Charlotte Xu '20 was honored this month at the 30th annual Connecticut Regional Scholastic Art Awards, the largest juried student art exhibition in the state. Five of Xu’s photographs and one painting were selected by a blue ribbon panel of professional artists and university art faculty to be included in a statewide exhibition in the University of Hartford’s Silpe Gallery from January 13 through February 1.
 

Xu received three Silver Key Awards for Photography, two Honorable Mention Awards for Photography and one Honorable Mention for Painting. The high-level exhibition is an affiliate of the National Scholastic Art Awards. 

“It’s an honor to be able to be selected,” said Xu, who began taking photographs four years ago using a digital camera that belonged to her parents. Her intention at the time was simply to capture some memorable images of her home in Shanghai before coming to The Gunnery. As a student here, she continued to nurture her interest in the arts, which expanded to include painting. She is currently a student in AP Studio Art and Technique and Artistry, a co-curricular program.

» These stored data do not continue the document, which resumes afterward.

//! API integration tests
//!
//! Drive the full router over the in-memory store.

use axum::{
    body::{to_bytes, Body},
    http::{header, Method, Request, StatusCode},
    Router,
};
use serde_json::{json, Value};
use tower::ServiceExt;

use assetrack::{api::create_router, config::AppConfig, repository::Repository, AppState};

fn app() -> Router {
    let mut config = AppConfig::default();
    config.database.url = "memory://".to_string();
    config.auth.jwt_secret = "integration-secret".to_string();
    create_router(AppState::new(config, Repository::in_memory()))
}

/// Send a request and return the status with the parsed JSON body
async fn send(
    app: &Router,
    method: Method,
    uri: &str,
    token: Option<&str>,
    body: Option<Value>,
) -> (StatusCode, Value) {
    let mut builder = Request::builder().method(method).uri(uri);
    if let Some(token) = token {
        builder = builder.header(header::AUTHORIZATION, format!("Bearer {}", token));
    }
    let request = match body {
        Some(body) => builder
            .header(header::CONTENT_TYPE, "application/json")
            .body(Body::from(body.to_string()))
            .unwrap(),
        None => builder.body(Body::empty()).unwrap(),
    };

    let response = app.clone().oneshot(request).await.unwrap();
    let status = response.status();
    let bytes = to_bytes(response.into_body(), usize::MAX).await.unwrap();
    let value = if bytes.is_empty() {
        Value::Null
    } else {
        serde_json::from_slice(&bytes).unwrap_or(Value::Null)
    };
    (status, value)
}

/// Register a user and return (id, token)
async fn register(app: &Router, name: &str, email: &str, password: &str) -> (i64, String) {
    let (status, body) = send(
        app,
        Method::POST,
        "/api/auth/register",
        None,
        Some(json!({ "name": name, "email": email, "password": password })),
    )
    .await;
    assert_eq!(status, StatusCode::CREATED, "{}", body);
    (
        body["id"].as_i64().unwrap(),
        body["token"].as_str().unwrap().to_string(),
    )
}

#[tokio::test]
async fn test_health_check() {
    let app = app();

    let (status, body) = send(&app, Method::GET, "/api/health", None, None).await;
    assert_eq!(status, StatusCode::OK);
    assert_eq!(body["status"], "healthy");

    let (status, body) = send(&app, Method::GET, "/api/ready", None, None).await;
    assert_eq!(status, StatusCode::OK);
    assert_eq!(body["status"], "ready");
}

#[tokio::test]
async fn test_register_and_login() {
    let app = app();
    register(&app, "Alice", "a@x.com", "pw1").await;

    let (status, body) = send(
        &app,
        Method::POST,
        "/api/auth/login",
        None,
        Some(json!({ "email": "a@x.com", "password": "wrong" })),
    )
    .await;
    assert_eq!(status, StatusCode::UNAUTHORIZED);
    assert_eq!(body["error"], "AuthError");

    let (status, body) = send(
        &app,
        Method::POST,
        "/api/auth/login",
        None,
        Some(json!({ "email": "a@x.com", "password": "pw1" })),
    )
    .await;
    assert_eq!(status, StatusCode::OK);
    assert_eq!(body["name"], "Alice");
    assert!(body["token"].as_str().is_some_and(|t| !t.is_empty()));
}

#[tokio::test]
async fn test_duplicate_registration_is_rejected() {
    let app = app();
    register(&app, "Alice", "a@x.com", "pw1").await;

    let (status, body) = send(
        &app,
        Method::POST,
        "/api/auth/register",
        None,
        Some(json!({ "name": "Alice 2", "email": "a@x.com", "password": "pw2" })),
    )
    .await;
    assert_eq!(status, StatusCode::BAD_REQUEST);
    assert_eq!(body["error"], "ConflictError");
}

#[tokio::test]
async fn test_protected_routes_require_token() {
    let app = app();

    let (status, _) = send(&app, Method::GET, "/api/assets", None, None).await;
    assert_eq!(status, StatusCode::UNAUTHORIZED);

    let (status, _) = send(&app, Method::GET, "/api/assets", Some("not-a-jwt"), None).await;
    assert_eq!(status, StatusCode::UNAUTHORIZED);
}

#[tokio::test]
async fn test_profile_round_trip() {
    let app = app();
    let (id, token) = register(&app, "Alice", "a@x.com", "pw1").await;

    let (status, body) = send(
        &app,
        Method::PUT,
        "/api/auth/profile",
        Some(token.as_str()),
        Some(json!({ "university": "Example University", "address": "1 Main St" })),
    )
    .await;
    assert_eq!(status, StatusCode::OK);
    assert_eq!(body["id"], id);
    assert_eq!(body["university"], "Example University");
    assert!(body["token"].is_string());

    let (status, body) = send(&app, Method::GET, "/api/auth/profile", Some(token.as_str()), None).await;
    assert_eq!(status, StatusCode::OK);
    assert_eq!(body["address"], "1 Main St");

    let (status, body) = send(&app, Method::GET, "/api/auth/all", Some(token.as_str()), None).await;
    assert_eq!(status, StatusCode::OK);
    assert_eq!(body.as_array().map(Vec::len), Some(1));
    assert!(body[0].get("passwordHash").is_none());
}

#[tokio::test]
async fn test_assign_and_return_scenario() {
    let app = app();
    let (user_id, token) = register(&app, "Alice", "a@x.com", "pw1").await;

    let (status, asset) = send(
        &app,
        Method::POST,
        "/api/assets",
        Some(token.as_str()),
        Some(json!({ "name": "Laptop 1", "type": "Laptop", "serialNumber": "SN1" })),
    )
    .await;
    assert_eq!(status, StatusCode::CREATED, "{}", asset);
    assert_eq!(asset["status"], "Available");
    assert_eq!(asset["location"], "Storage");
    let asset_id = asset["id"].as_i64().unwrap();

    let (status, assignment) = send(
        &app,
        Method::POST,
        "/api/assignments",
        Some(token.as_str()),
        Some(json!({ "asset": asset_id, "assignedTo": user_id, "status": "Assigned" })),
    )
    .await;
    assert_eq!(status, StatusCode::CREATED, "{}", assignment);
    let assignment_id = assignment["id"].as_i64().unwrap();

    let (_, asset) = send(&app, Method::GET, &format!("/api/assets/{}", asset_id), Some(token.as_str()), None).await;
    assert_eq!(asset["status"], "In Use");
    assert_eq!(asset["assignedTo"], user_id);
    assert_eq!(asset["assignee"]["name"], "Alice");

    // A second active assignment for the same asset is refused
    let (status, body) = send(
        &app,
        Method::POST,
        "/api/assignments",
        Some(token.as_str()),
        Some(json!({ "asset": asset_id, "assignedTo": user_id })),
    )
    .await;
    assert_eq!(status, StatusCode::BAD_REQUEST);
    assert_eq!(body["error"], "ConflictError");

    let (status, _) = send(
        &app,
        Method::PUT,
        &format!("/api/assignments/{}", assignment_id),
        Some(token.as_str()),
        Some(json!({ "status": "Returned", "returnDate": "2026-10-19" })),
    )
    .await;
    assert_eq!(status, StatusCode::OK);

    let (_, asset) = send(&app, Method::GET, &format!("/api/assets/{}", asset_id), Some(token.as_str()), None).await;
    assert_eq!(asset["status"], "Available");
    assert!(asset["assignedTo"].is_null());

    let (_, details) = send(
        &app,
        Method::GET,
        &format!("/api/assignments/{}", assignment_id),
        Some(token.as_str()),
        None,
    )
    .await;
    assert_eq!(details["assetInfo"]["serialNumber"], "SN1");
    assert_eq!(details["returnDate"], "2026-10-19");
}

#[tokio::test]
async fn test_disposal_and_delete_responses() {
    let app = app();
    let (_, token) = register(&app, "Alice", "a@x.com", "pw1").await;

    let (_, asset) = send(
        &app,
        Method::POST,
        "/api/assets",
        Some(token.as_str()),
        Some(json!({ "name": "Old monitor", "type": "Monitor", "serialNumber": "MON-7" })),
    )
    .await;
    let asset_id = asset["id"].as_i64().unwrap();

    let (status, disposal) = send(
        &app,
        Method::POST,
        "/api/disposals",
        Some(token.as_str()),
        Some(json!({ "asset": asset_id, "method": "Recycled", "reason": "Broken panel" })),
    )
    .await;
    assert_eq!(status, StatusCode::CREATED, "{}", disposal);

    let (_, asset) = send(&app, Method::GET, &format!("/api/assets/{}", asset_id), Some(token.as_str()), None).await;
    assert_eq!(asset["status"], "Disposed");

    let disposal_id = disposal["id"].as_i64().unwrap();
    let (status, body) = send(
        &app,
        Method::DELETE,
        &format!("/api/disposals/{}", disposal_id),
        Some(token.as_str()),
        None,
    )
    .await;
    assert_eq!(status, StatusCode::OK);
    assert_eq!(body["id"], disposal_id);
    assert_eq!(body["message"], "Disposal record removed successfully");

    let (status, body) = send(
        &app,
        Method::DELETE,
        &format!("/api/disposals/{}", disposal_id),
        Some(token.as_str()),
        None,
    )
    .await;
    assert_eq!(status, StatusCode::NOT_FOUND);
    assert_eq!(body["error"], "NotFoundError");
}

#[tokio::test]
async fn test_invalid_bodies_are_validation_errors() {
    let app = app();
    let (_, token) = register(&app, "Alice", "a@x.com", "pw1").await;

    let (status, body) = send(
        &app,
        Method::POST,
        "/api/assets",
        Some(token.as_str()),
        Some(json!({ "name": "No serial", "type": "Laptop" })),
    )
    .await;
    assert_eq!(status, StatusCode::BAD_REQUEST);
    assert_eq!(body["error"], "ValidationError");

    let (status, body) = send(
        &app,
        Method::POST,
        "/api/maintenance",
        Some(token.as_str()),
        Some(json!({ "asset": 1, "type": "Polishing", "description": "Shine" })),
    )
    .await;
    assert_eq!(status, StatusCode::BAD_REQUEST);
    assert_eq!(body["error"], "ValidationError");
}

#[tokio::test]
async fn test_malformed_path_id_is_validation_error() {
    let app = app();
    let (_, token) = register(&app, "Alice", "a@x.com", "pw1").await;

    let (status, body) = send(&app, Method::GET, "/api/assets/abc", Some(token.as_str()), None).await;
    assert_eq!(status, StatusCode::BAD_REQUEST);
    assert_eq!(body["error"], "ValidationError");
    assert!(body["message"].is_string());

    let (status, body) = send(
        &app,
        Method::DELETE,
        "/api/maintenance/not-a-number",
        Some(token.as_str()),
        None,
    )
    .await;
    assert_eq!(status, StatusCode::BAD_REQUEST);
    assert_eq!(body["error"], "ValidationError");
}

In an interview, Xu said she typically seeks out colors when she is taking photographs, and “little details that people don’t normally notice,” like the pair of vases tucked along a blue wall she photographed in Morocco. Her subject matter has been influenced by South Asian art forms related to Buddhism and Hinduism, which she has studied while volunteering in Morocco, Nepal and Japan. Xu, who plans to major in anthropology and religion in college, brings her camera along with her to capture scenes like the colorful huddle of boats she discovered at Phewa Lake in Pokhara, the second-largest city in Nepal. 

She won a Silver Key Award for “Nirvana,” her photograph of Buddhist monks seated outside of a monastery in Nepal, and another Silver Key for “Senbontorii,” which was taken in Kyoto, Japan, on an early morning walk to a temple. The image draws the viewer in through rows of bright orange “doors,” each decorated with the name of an individual person or company and the date. They are said to bring good luck. “Usually it’s packed with people,” she said of the location, which is on a mountainside. “It almost looks like a tunnel.”

On her trip to Morocco, she captured a view of the leather tanneries in Fez. The photo was taken from a rooftop and if you look closely, you can see bundles of leather waiting to be dyed by hand and a worker standing inside one of the pots. “The colors are all really great. What they’re doing is really hard but it’s the traditional way,” she said of the photograph titled “Jars of Life,” which also won a Silver Key Award.

Xu said she felt a connection to the Buddhist monks in “Nirvana,” and although they did not share a common language, she was able to request permission from them to take the photograph. “It’s peaceful for me to even look at this photo,” she said, noting that it is named for the highest level of inner peace that a Buddhist seeks to achieve. “I actually prefer to take portraits over landscapes. It’s also harder, but I’m looking for the interpersonal connection.”

Approximately 3,000 entries from students in grades 7 through 12 at public, private and parochial schools across the state were submitted to the 2020 Connecticut Scholastic Art Awards Program. Nearly 620 works were accepted for the annual exhibit at the University of Hartford. Gold and Silver Key and Honorable Mention awards were presented in 17 categories.